This article was published 06/05/2017 (3254 days ago), so information in it may no longer be current.

Quietly, with no fanfare or photo ops, a delegation from North Korea arrived in Manitoba Wednesday night for meetings arranged by their humanitarian hosts.

The five North Korean men are here until Sunday, said Chris Rice, the Mennonite Central Committee’s (MCC) northeast Asia representative, who is accompanying them.

“We’re hosting a delegation of North Korean counterparts who we work with in our humanitarian work in North Korea,” Rice said, adding there’s no way they’d have been given visas to enter the United States right now.

SUPPLIED
Chris Rice is the Mennonite Central Committee's northeast Asia representative who lives in South Korea and is accompanying the North Korean delegation visiting Manitoba until Sunday.
SUPPLIED Chris Rice is the Mennonite Central Committee's northeast Asia representative who lives in South Korea and is accompanying the North Korean delegation visiting Manitoba until Sunday.

“It is rare and in the current climate it’s very difficult for this kind of mutual, face-to-face encounter to happen — it’s very significant,” Rice said, carefully choosing his words so as to not jeopardize the relationship.

“I think we have to be very sensitive.

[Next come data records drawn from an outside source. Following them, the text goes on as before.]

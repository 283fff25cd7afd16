//! Property-based tests for sequence validation, backoff and the breaker
//!
//! These run thousands of randomized inputs through the pure pieces of the
//! reconnect logic.

#[cfg(test)]
mod tests {
    use super::super::backoff::{base_delay_ms, calculate_delay};
    use super::super::circuit_breaker::{CircuitBreaker, CircuitState};
    use super::super::sequence::{SequenceClass, SequenceValidator};
    use crate::config::ReconnectConfig;
    use crate::core::clock::ManualClock;
    use proptest::prelude::*;
    use rand::rngs::StdRng;
    use rand::SeedableRng;
    use std::sync::Arc;
    use std::time::Duration;

    // ===== SEQUENCE PROPERTY TESTS =====

    /// Property: A contiguous run never reports a gap
    #[test]
    fn prop_contiguous_stream_has_no_gaps() {
        proptest!(|(start in 0i64..1_000_000, len in 1usize..500, window in 1usize..64)| {
            let mut validator = SequenceValidator::new(window);
            for id in start..start + len as i64 {
                let r = validator.validate(id);
                prop_assert!(r.valid);
                prop_assert_eq!(r.class, SequenceClass::Contiguous);
            }
            prop_assert_eq!(validator.gaps_detected(), 0);
            prop_assert!(validator.stats().window_occupancy <= window);
        });
    }

    /// Property: Every forward jump counts exactly one gap of the right size
    #[test]
    fn prop_each_jump_counts_once() {
        proptest!(|(steps in prop::collection::vec(1u64..1_000, 1..100))| {
            let mut validator = SequenceValidator::new(128);
            let mut id = 0u64;
            validator.validate(0);

            let mut expected_gaps = 0;
            for step in steps {
                id += step;
                let r = validator.validate(id as i64);
                prop_assert!(r.valid);
                if step > 1 {
                    expected_gaps += 1;
                    prop_assert_eq!(r.gap_size(), Some(step - 1));
                } else {
                    prop_assert_eq!(r.class, SequenceClass::Contiguous);
                }
            }
            prop_assert_eq!(validator.gaps_detected(), expected_gaps);
            prop_assert_eq!(validator.last_accepted(), Some(id));
        });
    }

    /// Property: Rejected ids never move the marker
    #[test]
    fn prop_rejections_leave_marker() {
        proptest!(|(ids in prop::collection::vec(-10i64..200, 1..300))| {
            let mut validator = SequenceValidator::new(16);
            for id in ids {
                let before = validator.last_accepted();
                let r = validator.validate(id);
                if r.valid {
                    let accepted = validator.last_accepted();
                    prop_assert_eq!(accepted, Some(id as u64));
                    prop_assert!(before.map_or(true, |b| (id as u64) > b));
                } else {
                    prop_assert_eq!(validator.last_accepted(), before);
                }
            }
        });
    }

    // ===== BACKOFF PROPERTY TESTS =====

    /// Property: Jittered delays stay within [0, max * (1 + jitter)]
    #[test]
    fn prop_delay_within_bounds() {
        proptest!(|(
            base in 0u64..10_000,
            max in 1u64..120_000,
            jitter in 0.0..=1.0f64,
            multiplier in 1.0..4.0f64,
            attempt in 0u32..100,
            seed in any::<u64>(),
        )| {
            let config = ReconnectConfig {
                base_delay_ms: base.min(max),
                max_delay_ms: max,
                jitter_factor: jitter,
                backoff_multiplier: multiplier,
                ..Default::default()
            };
            let mut rng = StdRng::seed_from_u64(seed);
            let delay = calculate_delay(&config, attempt, &mut rng);
            let ceiling = (max as f64 * (1.0 + jitter)).round() as u64;
            prop_assert!(delay <= ceiling, "delay {} above {}", delay, ceiling);
        });
    }

    /// Property: Any config, valid or not, yields a bounded delay without panicking
    ///
    /// `add_strategy` does not validate, so the delay math has to tolerate
    /// negative, infinite and NaN multipliers and jitter factors.
    #[test]
    fn prop_delay_total_over_any_config() {
        proptest!(|(
            base in any::<u64>(),
            max in any::<u64>(),
            jitter in any::<f64>(),
            multiplier in any::<f64>(),
            attempt in any::<u32>(),
            seed in any::<u64>(),
        )| {
            let config = ReconnectConfig {
                base_delay_ms: base,
                max_delay_ms: max,
                jitter_factor: jitter,
                backoff_multiplier: multiplier,
                ..Default::default()
            };
            let clamped_jitter = if jitter.is_nan() { 0.0 } else { jitter.clamp(0.0, 1.0) };

            let mut rng = StdRng::seed_from_u64(seed);
            let delay = calculate_delay(&config, attempt, &mut rng);
            let ceiling = max as f64 * (1.0 + clamped_jitter) + 1.0;
            prop_assert!(delay as f64 <= ceiling, "delay {} above {}", delay, ceiling);

            let raw = base_delay_ms(&config, attempt);
            prop_assert!(raw >= 0.0 && raw <= max as f64);
        });
    }

    /// Property: Without jitter delays never shrink as attempts grow
    #[test]
    fn prop_unjittered_delay_monotone() {
        proptest!(|(base in 1u64..5_000, multiplier in 1.0..3.0f64, attempt in 0u32..60)| {
            let config = ReconnectConfig {
                base_delay_ms: base,
                max_delay_ms: 60_000,
                backoff_multiplier: multiplier,
                jitter_factor: 0.0,
                ..Default::default()
            };
            let now = base_delay_ms(&config, attempt);
            let next = base_delay_ms(&config, attempt + 1);
            prop_assert!(next >= now);
            prop_assert!(next <= 60_000.0);
        });
    }

    // ===== BREAKER PROPERTY TESTS =====

    /// Property: The breaker opens exactly at the threshold
    #[test]
    fn prop_breaker_opens_at_threshold() {
        proptest!(|(threshold in 1u32..50, failures in 0u32..100)| {
            let clock = ManualClock::new();
            let mut breaker =
                CircuitBreaker::new(threshold, Duration::from_secs(60), Arc::new(clock));
            for _ in 0..failures {
                breaker.record_failure();
            }
            let expected = if failures >= threshold {
                CircuitState::Open
            } else {
                CircuitState::Closed
            };
            prop_assert_eq!(breaker.state(), expected);
        });
    }

    /// Property: A success anywhere resets the failure count
    #[test]
    fn prop_success_resets() {
        proptest!(|(threshold in 1u32..20, before in 0u32..40)| {
            let clock = ManualClock::new();
            let mut breaker =
                CircuitBreaker::new(threshold, Duration::from_millis(10), Arc::new(clock.clone()));
            for _ in 0..before {
                breaker.record_failure();
            }
            clock.advance_ms(10);
            breaker.can_attempt();
            breaker.record_success();

            prop_assert_eq!(breaker.failure_count(), 0);
            prop_assert_eq!(breaker.state(), CircuitState::Closed);
        });
    }
}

MCC’s primary focus in this work is serving vulnerable people in North Korea and being ambassadors of peace and reconciliation. Sometimes that work is better done in ways that are quiet.”

The “current climate” is rising global tension with North Korea threatening another nuclear test and the U.S. increasing its military presence in the region and pushing for tougher sanctions. Canada’s stance on North Korea is it’s a destabilizing force in the Asia Pacific region and it discourages travel and commerce with the isolated nation.

The MCC’s focus on North Korea is to help feed people and “plant the seeds” for peace, Rice said. The American lives in South Korea, where he grew up with missionary parents and now works for the MCC. He travels north to the Democratic People’s Republic of Korea three times a year to meet with non-governmental organizations the MCC supports there. The MCC has been in North Korea for 22 years, Rice said.

Through its U.S.-based partner, Christian Friends of Korea, the MCC provides canned meat for tuberculosis and hepatitis patients and meets up to 50 per cent of patients’ protein needs at nearly 30 hospitals, rest homes and clinics.

The faith-based organization says it’s helping feed the most vulnerable in North Korea, where tens of thousands of people died from hunger in the 1990s. In 2015, the United Nations Food and Agriculture Organization said 10.5 million North Koreans — nearly 42 per cent — were undernourished and that 81 per cent of households surveyed in 2014 didn’t have access to enough nutrients, especially fats and proteins.

Food is on the minds of the North Korean visitors in Manitoba, Rice said.

“We are visiting farms. They’re very interested in agriculture. We’re working with them on conservation.”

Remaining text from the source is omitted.